There’s an industry that’s been contaminating rural water wells for years, but it hasn’t had to endure the same public vitriol that “frackers” have. Last Thursday, the Environmental Protection Agency released a report placing probable blame on dairies in the Lower Yakima Valley for spoiling drinking wells in the area with nitrates and antibiotics.
Local residents had waited four years for the results of the study, which was initiated after the Yakima Herald ran an investigative series of stories about nitrate contamination in the area’s water wells. About 24,000 residents, comprising a third of the Lower Valley’s population, draw their drinking water from private wells.
Nitrate pollution is one of the few manure-related contaminants that authorities can regulate, as HCN has previously reported. Dairy cows produce, on average, 145 pounds of manure per day. That gets flushed into manure lagoons that dairies draw from to fertilize the corn fields which produce feed for their cows. It’s perfect! Except the corn doesn’t use as much nitrogen as the farmers give it, so the excess washes away. And if states don’t have firm regulations, the lagoons leak and also send nitrates and other pollutants into the groundwater. (Air quality around big animal operations also suffers, but that's another story.)
High levels of nitrates have been linked to blue baby syndrome, which afflicts the very young and very old by inhibiting oxygen flow through blood. High concentrations of nitrates may also contribute to other ailments, such as cancer, reproductive problems and diabetes, though more conclusive research is needed.
As we reported last year, despite hard opposition from the dairy industry and advocacy groups, the New Mexico State Environment Department passed regulations requiring dairies to line lagoons with synthetic liners to prevent leakage. Dairies must also install monitoring wells above and below their operations that test for a range of contaminants.
Dairies in Washington and many other states have resisted these simple types of regulations. Sandy Howard, spokesperson for the Washington Department of Ecology said that dairies grew upset over a constant stream of fines they were receiving from the department. In western Washington, dairies say it's tough for them to abide by clean water requirements because the high levels of precipitation wash manure off of their fields before plants can use it up. After receiving pressure from citizens and the state Department of Ecology, in 2003, the dairy industry pushed the state to move regulation of dairies over to the state Department of Agriculture -- whose regulators are said to be friendlier to dairymen. Many small dairies struggling to deal with the manure runoff issue in the western part of the state moved east to places like Yakima Valley.
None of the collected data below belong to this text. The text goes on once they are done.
use std::cell::RefCell;
use std::collections::HashMap;
use std::rc::Rc;

use crate::error::{RuntimeError, RuntimeErrorKind};
use crate::expr;
use crate::value::Value;

/// One lexical scope. Closures hold their defining scope through an `Rc`, so
/// every closure over the same scope observes the same writes.
#[derive(Debug, Default)]
pub struct Environment {
    enclosing: Option<Rc<RefCell<Environment>>>,
    // SourceLocation is the location of a declaration; `None` means declared
    // but not yet given a value.
    venv: HashMap<String, (Option<Value>, expr::SourceLocation)>,
}

pub enum LookupResult {
    Ok(Value),
    UndefButDeclared(expr::SourceLocation),
    UndefAndNotDeclared,
}

impl Environment {
    pub fn with_enclosing(enclosing: Rc<RefCell<Environment>>) -> Environment {
        Environment {
            enclosing: Some(enclosing),
            venv: HashMap::new(),
        }
    }

    pub fn into_shared(self) -> Rc<RefCell<Environment>> {
        Rc::new(RefCell::new(self))
    }

    pub fn declare(&mut self, sym: &expr::Symbol) {
        self.insert(&sym.name, None, sym.line, sym.col);
    }

    pub fn define(&mut self, sym: &expr::Symbol, val: Value) {
        self.insert(&sym.name, Some(val), sym.line, sym.col);
    }

    /// Binds a name that has no declaration site in the source, such as a
    /// native function, `this` or `super`.
    pub fn define_builtin(&mut self, name: &str, val: Value) {
        self.insert(name, Some(val), 0, 0);
    }

    fn insert(&mut self, name: &str, maybe_val: Option<Value>, line: usize, col: i64) {
        self.venv
            .insert(name.to_string(), (maybe_val, expr::SourceLocation { line, col }));
    }

    pub fn lookup(&self, name: &str) -> LookupResult {
        match self.venv.get(name) {
            Some((maybe_val, defn_source_location)) => match maybe_val {
                Some(val) => LookupResult::Ok(val.clone()),
                None => LookupResult::UndefButDeclared(*defn_source_location),
            },
            None => LookupResult::UndefAndNotDeclared,
        }
    }

    pub fn get(&self, sym: &expr::Symbol) -> Result<Value, RuntimeError> {
        match self.lookup(&sym.name) {
            LookupResult::Ok(val) => Ok(val),
            LookupResult::UndefButDeclared(source_location) => {
                Err(Environment::uninitialized(sym, source_location))
            }
            LookupResult::UndefAndNotDeclared => match &self.enclosing {
                Some(enclosing) => enclosing.borrow().get(sym),
                None => Err(Environment::undefined(sym)),
            },
        }
    }

    pub fn assign(&mut self, sym: &expr::Symbol, val: Value) -> Result<(), RuntimeError> {
        if let Some(slot) = self.venv.get_mut(&sym.name) {
            slot.0 = Some(val);
            return Ok(());
        }

        match &self.enclosing {
            Some(enclosing) => enclosing.borrow_mut().assign(sym, val),
            None => Err(Environment::undefined(sym)),
        }
    }

    /// Walks exactly `distance` enclosing links. The resolver guarantees the
    /// chain is long enough; if it isn't, the interpreter itself is broken.
    pub fn ancestor(env: &Rc<RefCell<Environment>>, distance: usize) -> Rc<RefCell<Environment>> {
        let mut current = env.clone();
        for _ in 0..distance {
            let next = match &current.borrow().enclosing {
                Some(enclosing) => enclosing.clone(),
                None => panic!(
                    "Internal interpreter error: scope chain shorter than resolved distance {}.",
                    distance
                ),
            };
            current = next;
        }
        current
    }

    pub fn get_at(
        env: &Rc<RefCell<Environment>>,
        distance: usize,
        sym: &expr::Symbol,
    ) -> Result<Value, RuntimeError> {
        let scope = Environment::ancestor(env, distance);
        let result = scope.borrow().lookup(&sym.name);
        match result {
            LookupResult::Ok(val) => Ok(val),
            LookupResult::UndefButDeclared(source_location) => {
                Err(Environment::uninitialized(sym, source_location))
            }
            LookupResult::UndefAndNotDeclared => panic!(
                "Internal interpreter error: '{}' not found at resolved distance {}.",
                sym.name, distance
            ),
        }
    }

    pub fn assign_at(env: &Rc<RefCell<Environment>>, distance: usize, sym: &expr::Symbol, val: Value) {
        let scope = Environment::ancestor(env, distance);
        let mut scope = scope.borrow_mut();
        match scope.venv.get_mut(&sym.name) {
            Some(slot) => slot.0 = Some(val),
            None => panic!(
                "Internal interpreter error: '{}' not found at resolved distance {}.",
                sym.name, distance
            ),
        }
    }

    fn undefined(sym: &expr::Symbol) -> RuntimeError {
        RuntimeError::new(
            RuntimeErrorKind::UndefinedVariable,
            sym.line,
            sym.col,
            format!("Undefined variable '{}'.", sym.name),
        )
    }

    fn uninitialized(sym: &expr::Symbol, declared_at: expr::SourceLocation) -> RuntimeError {
        RuntimeError::new(
            RuntimeErrorKind::UninitializedVariable,
            sym.line,
            sym.col,
            format!(
                "Use of uninitialized variable '{}' (declared at line {}, column {}).",
                sym.name, declared_at.line, declared_at.col
            ),
        )
    }
}

#[cfg(test)]
mod tests {
    use super::*;
    use pretty_assertions::assert_eq;

    fn sym(name: &str) -> expr::Symbol {
        expr::Symbol {
            name: name.to_string(),
            line: 1,
            col: 1,
        }
    }

    fn number(val: Result<Value, RuntimeError>) -> f64 {
        match val {
            Ok(Value::Number(n)) => n,
            other => panic!("expected a number, got {:?}", other),
        }
    }

    #[test]
    fn get_walks_outward() {
        let globals = Environment::default().into_shared();
        globals.borrow_mut().define(&sym("a"), Value::Number(1.0));
        let inner = Environment::with_enclosing(globals.clone());
        assert_eq!(number(inner.get(&sym("a"))), 1.0);
    }

    #[test]
    fn undefined_variable() {
        let env = Environment::default();
        let err = env.get(&sym("nope")).unwrap_err();
        assert_eq!(err.kind, RuntimeErrorKind::UndefinedVariable);
        assert_eq!(err.message, "Undefined variable 'nope'.");

        let mut env = env;
        let err = env.assign(&sym("nope"), Value::Nil).unwrap_err();
        assert_eq!(err.kind, RuntimeErrorKind::UndefinedVariable);
    }

    #[test]
    fn uninitialized_is_distinct_from_undefined() {
        let mut env = Environment::default();
        env.declare(&sym("a"));
        let err = env.get(&sym("a")).unwrap_err();
        assert_eq!(err.kind, RuntimeErrorKind::UninitializedVariable);

        env.assign(&sym("a"), Value::Number(3.0)).unwrap();
        assert_eq!(number(env.get(&sym("a"))), 3.0);
    }

    #[test]
    fn lookup_reports_declaration_site() {
        let mut env = Environment::default();
        env.declare(&expr::Symbol {
            name: "late".to_string(),
            line: 4,
            col: 9,
        });
        match env.lookup("late") {
            LookupResult::UndefButDeclared(loc) => {
                assert_eq!(loc, expr::SourceLocation { line: 4, col: 9 })
            }
            _ => panic!("expected a declared but unset slot"),
        }
    }

    #[test]
    fn assign_updates_defining_scope() {
        let outer = Environment::default().into_shared();
        outer.borrow_mut().define(&sym("a"), Value::Number(1.0));
        let inner = Environment::with_enclosing(outer.clone()).into_shared();
        inner
            .borrow_mut()
            .assign(&sym("a"), Value::Number(2.0))
            .unwrap();
        assert_eq!(number(outer.borrow().get(&sym("a"))), 2.0);
    }

    #[test]
    fn distance_indexed_access() {
        let outer = Environment::default().into_shared();
        outer.borrow_mut().define(&sym("a"), Value::Number(1.0));
        let middle = Environment::with_enclosing(outer.clone()).into_shared();
        middle.borrow_mut().define(&sym("a"), Value::Number(2.0));
        let inner = Environment::with_enclosing(middle.clone()).into_shared();

        assert_eq!(number(Environment::get_at(&inner, 1, &sym("a"))), 2.0);
        assert_eq!(number(Environment::get_at(&inner, 2, &sym("a"))), 1.0);

        Environment::assign_at(&inner, 2, &sym("a"), Value::Number(5.0));
        assert_eq!(number(outer.borrow().get(&sym("a"))), 5.0);
        assert_eq!(number(middle.borrow().get(&sym("a"))), 2.0);
    }

    #[test]
    #[should_panic(expected = "Internal interpreter error")]
    fn distance_mismatch_is_fatal() {
        let env = Environment::default().into_shared();
        let _ = Environment::get_at(&env, 3, &sym("a"));
    }

    #[test]
    fn shared_scope_is_aliased() {
        let scope = Environment::default().into_shared();
        scope.borrow_mut().define(&sym("n"), Value::Number(0.0));
        let alias = scope.clone();
        alias
            .borrow_mut()
            .assign(&sym("n"), Value::Number(9.0))
            .unwrap();
        assert_eq!(number(scope.borrow().get(&sym("n"))), 9.0);
    }
}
“We remain concerned about the nitrates in the groundwater in Yakima County, and we’re looking forward to the results of the EPA’s study,” said Howard.
The EPA’s study in the Lower Yakima Valley is significant because it ties pollution to specific polluters, which means they can be held responsible. But they must be held responsible by the states where they're located, which are in charge of regulation. Dairies have slyly moved around the West to find the states with the least regulations – states like Idaho, for example.
In states like Idaho, Washington and California, much of the nitrogen in groundwater comes from dairies. In the Midwest, nitrogen often leaks into groundwater from fertilizers and feedlots.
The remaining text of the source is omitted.